Dataset entries
————————

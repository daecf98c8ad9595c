//! Stochastic oscillator %K / %D.
//!
//! %K = 100 * (price - low_n) / (high_n - low_n) over the last `period`
//! closes; a zero-range window yields the neutral 50.
//! %D is approximated as 0.9 * %K, a deliberate simplification rather
//! than a true 3-period SMA of %K.
//! Labels: oversold below 20, overbought above 80, neutral otherwise.

use serde::Serialize;

use crate::indicators::round2;

/// Zone label for the oscillator reading.
#[derive(Debug, Clone, Copy, PartialEq, Eq, Serialize)]
#[serde(rename_all = "lowercase")]
pub enum MomentumLabel {
    Oversold,
    Overbought,
    Neutral,
}

/// Latest %K, %D, and zone label.
#[derive(Debug, Clone, Copy, PartialEq, Serialize)]
pub struct StochasticValue {
    pub k: f64,
    pub d: f64,
    pub label: MomentumLabel,
}

#[derive(Debug, Clone)]
pub struct Stochastic {
    period: usize,
}

impl Stochastic {
    pub fn new(period: usize) -> Self {
        assert!(period >= 1, "stochastic period must be >= 1");
        Self { period }
    }

    /// Standard 14-period oscillator.
    pub fn standard() -> Self {
        Self::new(14)
    }

    /// Latest oscillator value against `current_price`, or `None` when
    /// fewer than `period` closes exist.
    pub fn compute(&self, closes: &[f64], current_price: f64) -> Option<StochasticValue> {
        if closes.len() < self.period {
            return None;
        }
        let window = &closes[closes.len() - self.period..];
        let high = window.iter().copied().fold(f64::MIN, f64::max);
        let low = window.iter().copied().fold(f64::MAX, f64::min);

        let k = if high == low {
            50.0
        } else {
            (current_price - low) / (high - low) * 100.0
        };

        let label = if k < 20.0 {
            MomentumLabel::Oversold
        } else if k > 80.0 {
            MomentumLabel::Overbought
        } else {
            MomentumLabel::Neutral
        };

        Some(StochasticValue {
            k: round2(k),
            d: round2(k * 0.9),
            label,
        })
    }
}
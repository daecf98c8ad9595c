//! PriceSeries — the fundamental market data unit.
//!
//! A validated daily close/volume history for one symbol, oldest to newest.
//! The pipeline treats a series as an immutable value: every downstream
//! component is a pure function of it.

use chrono::NaiveDate;
use serde::{Deserialize, Serialize};
use thiserror::Error;

/// Close/volume observation for a single symbol on a single day.
#[derive(Debug, Clone, Copy, PartialEq, Serialize, Deserialize)]
pub struct PricePoint {
    pub date: NaiveDate,
    pub close: f64,
    pub volume: u64,
}

/// Rejections at the series boundary.
///
/// Indicator math never sees unvalidated data: a series that constructs is
/// finite, positive, and strictly date-ordered. Short (even empty) series
/// are valid — too-short windows surface as absent indicators, not errors.
#[derive(Debug, Error)]
pub enum SeriesError {
    #[error("close at index {index} is not a positive finite price: {close}")]
    InvalidClose { index: usize, close: f64 },

    #[error("date {date} at index {index} is not after the previous date")]
    OutOfOrderDate { index: usize, date: NaiveDate },

    #[error("column length mismatch: {dates} dates, {closes} closes, {volumes} volumes")]
    ColumnMismatch {
        dates: usize,
        closes: usize,
        volumes: usize,
    },
}

/// Validated, immutable price history.
///
/// Stored column-wise so the indicator math can borrow the close and volume
/// columns as plain slices without copying.
#[derive(Debug, Clone, Default, Serialize)]
pub struct PriceSeries {
    dates: Vec<NaiveDate>,
    closes: Vec<f64>,
    volumes: Vec<u64>,
}

impl PriceSeries {
    /// An empty series. Valid input: every indicator is simply absent.
    pub fn empty() -> Self {
        Self::default()
    }

    /// Build from row-oriented points, validating closes and date order.
    pub fn from_points(points: Vec<PricePoint>) -> Result<Self, SeriesError> {
        let mut dates = Vec::with_capacity(points.len());
        let mut closes = Vec::with_capacity(points.len());
        let mut volumes = Vec::with_capacity(points.len());
        for p in &points {
            dates.push(p.date);
            closes.push(p.close);
            volumes.push(p.volume);
        }
        Self::from_parts(dates, closes, volumes)
    }

    /// Build from parallel columns, validating lengths, closes, and date order.
    pub fn from_parts(
        dates: Vec<NaiveDate>,
        closes: Vec<f64>,
        volumes: Vec<u64>,
    ) -> Result<Self, SeriesError> {
        if dates.len() != closes.len() || closes.len() != volumes.len() {
            return Err(SeriesError::ColumnMismatch {
                dates: dates.len(),
                closes: closes.len(),
                volumes: volumes.len(),
            });
        }
        for (index, &close) in closes.iter().enumerate() {
            if !close.is_finite() || close <= 0.0 {
                return Err(SeriesError::InvalidClose { index, close });
            }
        }
        for index in 1..dates.len() {
            if dates[index] <= dates[index - 1] {
                return Err(SeriesError::OutOfOrderDate {
                    index,
                    date: dates[index],
                });
            }
        }
        Ok(Self {
            dates,
            closes,
            volumes,
        })
    }

    pub fn len(&self) -> usize {
        self.closes.len()
    }

    pub fn is_empty(&self) -> bool {
        self.closes.is_empty()
    }

    pub fn dates(&self) -> &[NaiveDate] {
        &self.dates
    }

    pub fn closes(&self) -> &[f64] {
        &self.closes
    }

    pub fn volumes(&self) -> &[u64] {
        &self.volumes
    }

    /// Most recent close, if any.
    pub fn last_close(&self) -> Option<f64> {
        self.closes.last().copied()
    }
}
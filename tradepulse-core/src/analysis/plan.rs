//! Action-plan rendering: the signal and targets as ordered, readable steps.
//!
//! Output belongs to the presentation contract; the lines are stable
//! strings a frontend can show verbatim.

use crate::analysis::regime::{MarketRegime, RegimeType};
use crate::analysis::risk::RiskTargets;
use crate::analysis::signal::{SignalAction, TradingSignal};

/// Render the ordered action plan for a synthesized signal.
pub fn build_plan(
    signal: &TradingSignal,
    targets: &RiskTargets,
    regime: &MarketRegime,
) -> Vec<String> {
    let mut plan = Vec::new();
    let entry = targets.entry_price;

    match signal.primary {
        SignalAction::Buy => {
            plan.push("Buy entry recommended".to_string());
            plan.push(format!("Entry price: ${entry:.2}"));
            plan.push(format!(
                "Stop loss: ${:.2} ({:.1}%)",
                targets.stop_loss,
                signed_pct(entry, targets.stop_loss)
            ));
            plan.push(format!(
                "First target: ${:.2} ({:+.1}%)",
                targets.take_profit[0],
                signed_pct(entry, targets.take_profit[0])
            ));
            plan.push(format!(
                "Suggested position size: {}%",
                (targets.position_size_fraction * 100.0) as u32
            ));
            plan.push(match regime.regime {
                RegimeType::Trending => {
                    "Trending market: scale out in stages to let profits run".to_string()
                }
                _ => "Ranging market: take profits at the target".to_string(),
            });
        }
        SignalAction::Sell => {
            plan.push("Sell entry recommended".to_string());
            plan.push(format!("Entry price: ${entry:.2}"));
            plan.push(format!(
                "Stop loss: ${:.2} ({:+.1}%)",
                targets.stop_loss,
                signed_pct(entry, targets.stop_loss)
            ));
            plan.push(format!(
                "First target: ${:.2} ({:.1}%)",
                targets.take_profit[0],
                signed_pct(entry, targets.take_profit[0])
            ));
        }
        SignalAction::Hold => {
            plan.push("Wait for a clearer setup".to_string());
            plan.push("No actionable signal at current levels".to_string());
            if signal.confidence < 0.5 {
                plan.push("Market direction is unclear".to_string());
            }
        }
    }

    if targets.risk_reward_ratio < 1.5 {
        plan.push("Risk/reward below 1.5 — trade with caution".to_string());
    }

    plan
}

/// Percent move from entry to a target; 0 when the entry price is unusable
/// (empty series). Display formatting owns the rounding.
fn signed_pct(entry: f64, target: f64) -> f64 {
    if entry <= 0.0 {
        return 0.0;
    }
    (target - entry) / entry * 100.0
}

————————

Exercise objective: Locate the lines above that contain "ordered" and copy them.

Response box:
/// finite, positive, and strictly date-ordered. Short (even empty) series
//! Action-plan rendering: the signal and targets as ordered, readable steps.
/// Render the ordered action plan for a synthesized signal.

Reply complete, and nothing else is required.